#### EXTRACTED DATA
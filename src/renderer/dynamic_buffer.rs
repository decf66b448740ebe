//! Dynamic Buffer Ring
//!
//! One persistently mapped GPU buffer fronted by a [`RingWithTabs`]:
//! per-frame transient sub-allocations for vertex, index, uniform, and
//! structured data. Each frame boundary releases the oldest frame window's
//! allocations in a single step, so a region handed out this frame stays
//! untouched until every frame in flight that could reference it has
//! retired.
//!
//! Exhaustion is expected and recoverable: [`DynamicBufferRing::alloc`]
//! returns `None` and the caller flushes early or skips the write. No
//! pointer escapes on failure.

use ash::vk;
use bytemuck::Pod;
use gpu_allocator::MemoryLocation;
use gpu_allocator::vulkan::Allocation;

use crate::errors::Result;
use crate::renderer::device::Device;
use crate::renderer::ring::RingWithTabs;
use crate::renderer::{BUFFER_ALLOC_ALIGNMENT, align_up, create_buffer, destroy_buffer};

bitflags::bitflags! {
    /// Usages a [`DynamicBufferRing`] serves; combined into the underlying
    /// buffer's usage flags.
    #[derive(Debug, Clone, Copy, PartialEq, Eq)]
    pub struct BufferType: u32 {
        const VERTEX = 1 << 0;
        const INDEX = 1 << 1;
        const CONSTANT = 1 << 2;
        const STRUCTURED = 1 << 3;
    }
}

impl BufferType {
    fn usage_flags(self) -> vk::BufferUsageFlags {
        let mut usage = vk::BufferUsageFlags::empty();
        if self.contains(Self::VERTEX) {
            usage |= vk::BufferUsageFlags::VERTEX_BUFFER;
        }
        if self.contains(Self::INDEX) {
            usage |= vk::BufferUsageFlags::INDEX_BUFFER;
        }
        if self.contains(Self::CONSTANT) {
            usage |= vk::BufferUsageFlags::UNIFORM_BUFFER;
        }
        if self.contains(Self::STRUCTURED) {
            usage |= vk::BufferUsageFlags::STORAGE_BUFFER;
        }
        usage
    }
}

/// Frame-windowed transient sub-allocator over one mapped GPU buffer.
pub struct DynamicBufferRing {
    buffer: vk::Buffer,
    allocation: Allocation,
    mem: RingWithTabs,
    total_size: u64,
}

impl DynamicBufferRing {
    /// Creates the buffer (host-visible, persistently mapped) and the ring
    /// tracking `window_count` frame windows over `total_size` bytes.
    pub fn new(
        device: &Device,
        name: &str,
        buffer_type: BufferType,
        window_count: usize,
        total_size: u64,
    ) -> Result<Self> {
        let (buffer, allocation) = create_buffer(
            device,
            &format!("dynamic_ring.{name}"),
            total_size,
            buffer_type.usage_flags(),
            MemoryLocation::CpuToGpu,
        )?;
        debug_assert!(
            allocation.mapped_ptr().is_some(),
            "host-visible ring buffer must be persistently mapped"
        );

        Ok(Self {
            buffer,
            allocation,
            mem: RingWithTabs::new(window_count, total_size as u32),
            total_size,
        })
    }

    /// Allocates `size` bytes (rounded up to [`BUFFER_ALLOC_ALIGNMENT`])
    /// from the current frame window. Returns the mapped write slice and
    /// the region descriptor to bind, or `None` when the ring is exhausted.
    pub fn alloc(&mut self, size: u64) -> Option<(&mut [u8], vk::DescriptorBufferInfo)> {
        let size = align_up(size, BUFFER_ALLOC_ALIGNMENT);
        let offset = u64::from(self.mem.alloc(size as u32)?);

        let info = vk::DescriptorBufferInfo {
            buffer: self.buffer,
            offset,
            range: size,
        };
        let mapped = self
            .allocation
            .mapped_slice_mut()
            .expect("ring buffer is persistently mapped");
        let slice = &mut mapped[offset as usize..(offset + size) as usize];
        Some((slice, info))
    }

    /// Allocates and fills a region with one `Pod` value.
    pub fn alloc_value<T: Pod>(&mut self, value: &T) -> Option<vk::DescriptorBufferInfo> {
        let bytes = bytemuck::bytes_of(value);
        let (slice, info) = self.alloc(bytes.len() as u64)?;
        slice[..bytes.len()].copy_from_slice(bytes);
        Some(info)
    }

    /// Allocates and fills a region with a `Pod` slice.
    pub fn alloc_slice<T: Pod>(&mut self, values: &[T]) -> Option<vk::DescriptorBufferInfo> {
        let bytes: &[u8] = bytemuck::cast_slice(values);
        let (slice, info) = self.alloc(bytes.len() as u64)?;
        slice[..bytes.len()].copy_from_slice(bytes);
        Some(info)
    }

    /// Writes the ring's buffer into a dynamic-uniform descriptor binding;
    /// per-draw offsets are supplied at bind time.
    pub fn write_descriptor(
        &self,
        device: &Device,
        set: vk::DescriptorSet,
        binding: u32,
        range: u64,
    ) {
        let buffer_info = [vk::DescriptorBufferInfo {
            buffer: self.buffer,
            offset: 0,
            range,
        }];
        let write = vk::WriteDescriptorSet::default()
            .dst_set(set)
            .dst_binding(binding)
            .descriptor_type(vk::DescriptorType::UNIFORM_BUFFER_DYNAMIC)
            .buffer_info(&buffer_info);
        unsafe { device.raw().update_descriptor_sets(&[write], &[]) };
    }

    /// Frame boundary: retires the oldest frame window.
    #[inline]
    pub fn on_begin_frame(&mut self) {
        self.mem.on_begin_frame();
    }

    /// Bytes still available in the ring.
    #[inline]
    #[must_use]
    pub fn allocatable_size(&self) -> u64 {
        u64::from(self.mem.allocatable_size())
    }

    #[inline]
    #[must_use]
    pub fn buffer(&self) -> vk::Buffer {
        self.buffer
    }

    #[inline]
    #[must_use]
    pub fn total_size(&self) -> u64 {
        self.total_size
    }

    /// Destroys the buffer. In-flight frames referencing it must have
    /// retired first.
    pub fn destroy(self, device: &Device) {
        destroy_buffer(device, self.buffer, self.allocation);
    }
}

#[cfg(test)]
mod tests {
    use super::*;

    #[test]
    fn test_buffer_type_usage_mapping() {
        let usage = (BufferType::VERTEX | BufferType::CONSTANT).usage_flags();
        assert!(usage.contains(vk::BufferUsageFlags::VERTEX_BUFFER));
        assert!(usage.contains(vk::BufferUsageFlags::UNIFORM_BUFFER));
        assert!(!usage.contains(vk::BufferUsageFlags::INDEX_BUFFER));
        assert!(!usage.contains(vk::BufferUsageFlags::STORAGE_BUFFER));
    }
}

#### WHAT NEEDS TO BE DONE
Lines from the start of the records through the one containing "use crate::renderer::ring::RingWithTabs;" are what should be retyped, exactly and in full, both ends included.

#### WRITTEN RESPONSE
filename src/renderer/dynamic_buffer.rs
repository decf66b448740ebe
//! Dynamic Buffer Ring
//!
//! One persistently mapped GPU buffer fronted by a [`RingWithTabs`]:
//! per-frame transient sub-allocations for vertex, index, uniform, and
//! structured data. Each frame boundary releases the oldest frame window's
//! allocations in a single step, so a region handed out this frame stays
//! untouched until every frame in flight that could reference it has
//! retired.
//!
//! Exhaustion is expected and recoverable: [`DynamicBufferRing::alloc`]
//! returns `None` and the caller flushes early or skips the write. No
//! pointer escapes on failure.

use ash::vk;
use bytemuck::Pod;
use gpu_allocator::MemoryLocation;
use gpu_allocator::vulkan::Allocation;

use crate::errors::Result;
use crate::renderer::device::Device;
use crate::renderer::ring::RingWithTabs;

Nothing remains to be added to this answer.